Strong fundamentals continue to support gold prices. From the World Gold Council:

  • The gold price rose modestly during Q1 2010, ending the quarter at US$1,115.50/oz, on the London PM fix, compared with US$1,087.50/oz at the end of Q4 2009, as evidence of seasonally strong jewellery demand in India and China combined with continued global investment flows, provided a robust fundamental support to the gold price.
  • On a risk-adjusted basis, gold outperformed compared with the broader commodity complex and international equities, but slightly underperformed against US and emerging market equities in the first quarter of 2010.
  • Gold remained, on average, the least volatile of the commodities monitored by WGC1, with the exception of the S&P GS Livestock Index, with annualised average volatility falling to 17.6% from 20.0% in the previous quarter. By the end of Q1 2010, price volatility fell further to 14.8% on a 22-day rolling basis, below its historical average.
  • Investors bought 5.6 net tonnes of gold via exchange traded funds in Q1 2010, bringing the total amount of gold in the major physically-backed ETFs that WGC monitors to a new record of 1,768 tonnes, worth US$63.4 billion, at the quarter-end gold price2. Similarly, anecdotal evidence suggests that the over-the counter market experienced net inflows while generally maintaining existing long positions.
  • During the first quarter, net long positions on gold futures contracts, a proxy for the more speculative end of investment demand, fell from the highs experienced in Q4 2009, but remaining high by historical standards suggesting that participants in the futures market still see value in gold.

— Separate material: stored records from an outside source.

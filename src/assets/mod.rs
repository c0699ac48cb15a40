pub mod cloudinary;
pub mod staging;

use std::path::Path;

use async_trait::async_trait;
use thiserror::Error;

use crate::db::models::Asset;

pub use cloudinary::CloudinaryClient;

#[derive(Debug, Error)]
pub enum AssetError {
    #[error("HTTP error: {0}")]
    Http(#[from] reqwest::Error),

    #[error("IO error: {0}")]
    Io(#[from] std::io::Error),

    #[error("Asset host rejected request: {0}")]
    Rejected(String),
}

/// External image host. Assets are addressed by the opaque id the host returns.
#[async_trait]
pub trait AssetHost: Send + Sync {
    /// Uploads the file at `path` and returns its id and public URL.
    async fn upload(&self, path: &Path) -> Result<Asset, AssetError>;

    async fn delete(&self, public_id: &str) -> Result<(), AssetError>;
}

/// Pushes a staged file to the host. The staged copy is removed afterwards,
/// whether or not the upload succeeded.
pub async fn upload_staged(host: &dyn AssetHost, path: &Path) -> Result<Asset, AssetError> {
    let result = host.upload(path).await;

    if let Err(e) = tokio::fs::remove_file(path).await {
        tracing::warn!("Failed to remove staged file {}: {}", path.display(), e);
    }

    result
}

/// Best-effort removal of an asset nothing will reference, after a later step failed.
pub async fn discard(host: &dyn AssetHost, asset: &Asset) {
    if let Err(e) = host.delete(&asset.public_id).await {
        tracing::warn!("Failed to discard unused asset {}: {}", asset.public_id, e);
    }
}
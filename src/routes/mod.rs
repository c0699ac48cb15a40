pub mod auth;
pub mod comments;
pub mod posts;
pub mod users;

use std::path::Path;

use axum::extract::multipart::MultipartError;
use serde::Serialize;

use crate::error::{AppError, AppResult};

/// `{ "id": ... }` body returned after a write.
#[derive(Debug, Serialize)]
pub struct IdResponse {
    pub id: String,
}

/// Unwraps a required text input. Missing or blank values are a 400.
pub fn required(value: Option<String>, field: &str) -> AppResult<String> {
    match value {
        Some(v) if !v.trim().is_empty() => Ok(v.trim().to_string()),
        _ => Err(AppError::BadRequest(format!("Missing {}", field))),
    }
}

/// Passwords are kept verbatim: only a missing or empty value is a 400.
pub fn required_password(value: Option<String>) -> AppResult<String> {
    value
        .filter(|v| !v.is_empty())
        .ok_or_else(|| AppError::BadRequest("Missing password".into()))
}

/// Like [`required`] but treats a blank value as absent instead of an error.
pub fn non_empty(value: Option<String>) -> Option<String> {
    value
        .map(|v| v.trim().to_string())
        .filter(|v| !v.is_empty())
}

pub fn multipart_error(err: MultipartError) -> AppError {
    AppError::BadRequest(format!("Malformed multipart body: {}", err.body_text()))
}

/// File extension for an upload, from its file name or failing that its content type.
pub fn upload_extension(file_name: Option<&str>, content_type: Option<&str>) -> Option<String> {
    let from_name = file_name
        .and_then(|name| Path::new(name).extension())
        .and_then(|ext| ext.to_str())
        .map(str::to_string);

    from_name.or_else(|| {
        content_type
            .and_then(mime_guess::get_mime_extensions_str)
            .and_then(|exts| exts.first())
            .map(|ext| ext.to_string())
    })
}
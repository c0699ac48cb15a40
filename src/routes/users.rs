use axum::extract::{Multipart, State};
use axum::routing::{get, post};
use axum::{Json, Router};
use bytes::Bytes;
use chrono::Utc;
use serde::{Deserialize, Serialize};

use crate::assets::{discard, upload_staged};
use crate::auth::handlers::{hash_blocking, remove_account};
use crate::db::dashboard::{self, Dashboard};
use crate::db::models::UserSummary;
use crate::db::users::{self, ProfileChanges};
use crate::db::new_id;
use crate::error::{conflict_on_unique, AppError, AppResult};
use crate::routes::{multipart_error, non_empty, required, upload_extension, IdResponse};
use crate::state::AppState;

/// Multipart field carrying a new profile picture.
pub const AVATAR_FIELD: &str = "avatar";

#[derive(Debug, Default, Deserialize)]
#[serde(default)]
pub struct DeleteUserRequest {
    pub id: Option<String>,
}

#[derive(Debug, Serialize)]
pub struct ProfileResponse {
    pub name: String,
    pub email: String,
    pub avatar: Option<String>,
}

/// Fields read from the profile form before anything is touched.
#[derive(Default)]
struct ProfileForm {
    id: Option<String>,
    username: Option<String>,
    email: Option<String>,
    password: Option<String>,
    avatar: Option<AvatarUpload>,
}

struct AvatarUpload {
    ext: Option<String>,
    bytes: Bytes,
}

impl ProfileForm {
    async fn read(mut multipart: Multipart) -> AppResult<Self> {
        let mut form = ProfileForm::default();

        while let Some(field) = multipart.next_field().await.map_err(multipart_error)? {
            let name = field.name().unwrap_or_default().to_string();
            match name.as_str() {
                AVATAR_FIELD => {
                    let ext = upload_extension(field.file_name(), field.content_type());
                    let bytes = field.bytes().await.map_err(multipart_error)?;
                    if !bytes.is_empty() {
                        form.avatar = Some(AvatarUpload { ext, bytes });
                    }
                }
                "id" | "username" | "email" => {
                    let value = non_empty(Some(field.text().await.map_err(multipart_error)?));
                    match name.as_str() {
                        "id" => form.id = value,
                        "username" => form.username = value,
                        _ => form.email = value,
                    }
                }
                // Passwords are taken verbatim, surrounding spaces included.
                "password" => {
                    let value = field.text().await.map_err(multipart_error)?;
                    form.password = Some(value).filter(|v| !v.is_empty());
                }
                _ => {}
            }
        }

        Ok(form)
    }
}

pub fn router() -> Router<AppState> {
    Router::new()
        .route("/user/users", get(list_users))
        .route("/user/dashboard", get(dashboard))
        .route("/user/profile", post(update_profile))
        .route("/user/delete-user", post(delete_user))
}

async fn list_users(State(state): State<AppState>) -> AppResult<Json<Vec<UserSummary>>> {
    let conn = state.db.get()?;
    Ok(Json(users::list(&conn)?))
}

async fn dashboard(State(state): State<AppState>) -> AppResult<Json<Dashboard>> {
    let conn = state.db.get()?;
    Ok(Json(dashboard::build(&conn, Utc::now())?))
}

/// Changes any of name, e-mail, password and avatar. Everything that can be
/// rejected is checked before the new avatar is uploaded. The row is written
/// next and the old avatar deleted last; if that delete fails the row is put
/// back and the new upload discarded.
async fn update_profile(
    State(state): State<AppState>,
    multipart: Multipart,
) -> AppResult<Json<ProfileResponse>> {
    let form = ProfileForm::read(multipart).await?;
    let id = required(form.id, "id")?;

    if form.username.is_none()
        && form.email.is_none()
        && form.password.is_none()
        && form.avatar.is_none()
    {
        return Err(AppError::BadRequest("Nothing to update".into()));
    }

    let user = {
        let conn = state.db.get()?;
        let user = users::find_by_id(&conn, &id)?.ok_or(AppError::NotFound)?;
        if let Some(email) = form.email.as_deref() {
            if let Some(owner) = users::find_by_email(&conn, email)? {
                if owner.id != user.id {
                    return Err(AppError::Conflict("Email already registered".into()));
                }
            }
        }
        user
    };

    let mut changes = ProfileChanges {
        username: form.username,
        email: form.email,
        ..ProfileChanges::default()
    };

    if let Some(plain) = form.password {
        changes.password_hash = Some(hash_blocking(plain).await?);
    }

    if let Some(upload) = form.avatar {
        let path = state
            .staging
            .stage(&format!("avatar-{}", new_id()), upload.ext.as_deref(), &upload.bytes)
            .await?;
        let avatar = upload_staged(state.assets.as_ref(), &path)
            .await
            .map_err(|e| AppError::BadGateway(e.to_string()))?;
        changes.avatar = Some(avatar);
    }

    if let Err(e) = write_profile(&state, &user.id, &changes) {
        if let Some(avatar) = &changes.avatar {
            discard(state.assets.as_ref(), avatar).await;
        }
        return Err(e);
    }

    if let (Some(avatar), Some(old)) = (&changes.avatar, user.avatar_public_id.as_deref()) {
        if let Err(e) = state.assets.delete(old).await {
            {
                let conn = state.db.get()?;
                users::restore_profile(&conn, &user)?;
            }
            discard(state.assets.as_ref(), avatar).await;
            return Err(AppError::Internal(format!("avatar delete failed: {}", e)));
        }
    }

    let conn = state.db.get()?;
    let updated = users::find_by_id(&conn, &user.id)?.ok_or(AppError::NotFound)?;

    tracing::info!("Updated profile of user {}", updated.id);
    Ok(Json(ProfileResponse {
        name: updated.username,
        email: updated.email,
        avatar: updated.avatar_url,
    }))
}

fn write_profile(state: &AppState, id: &str, changes: &ProfileChanges) -> AppResult<()> {
    let conn = state.db.get()?;
    users::update_profile(&conn, id, changes)
        .map_err(|e| conflict_on_unique(e, "Email already registered"))
}

async fn delete_user(
    State(state): State<AppState>,
    Json(req): Json<DeleteUserRequest>,
) -> AppResult<Json<IdResponse>> {
    let id = required(req.id, "id")?;
    remove_account(&state, &id).await?;
    Ok(Json(IdResponse { id }))
}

Juan Carlos Artigas, Investment Research Manager, World Gold Council commented:

Given the proven role gold plays as a hedge against weakness in the dollar and the fact that it typically exhibits a negative correlation with equities, it is often assumed that when equities or the US dollar rise, the gold price suffers. This quarter’s gold price performance was achieved despite the US dollar rallying against weaker European currencies and despite an upturn in US and emerging market equities.

What becomes clear is that, gold’s continuing upward price trend is anchored in solid fundamentals. A strong recovery in Indian jewellery market from the low levels of demand experienced in early 2009, was further reinforced by rupee appreciation against the dollar. When coupled with strong physical demand in China during the quarter, these trends created positive support for gold.

Given the proven role gold plays as a hedge against weakness in the dollar and the fact that it typically exhibits a negative correlation with equities, it is often assumed that when equities or the US dollar rise, the gold price suffers.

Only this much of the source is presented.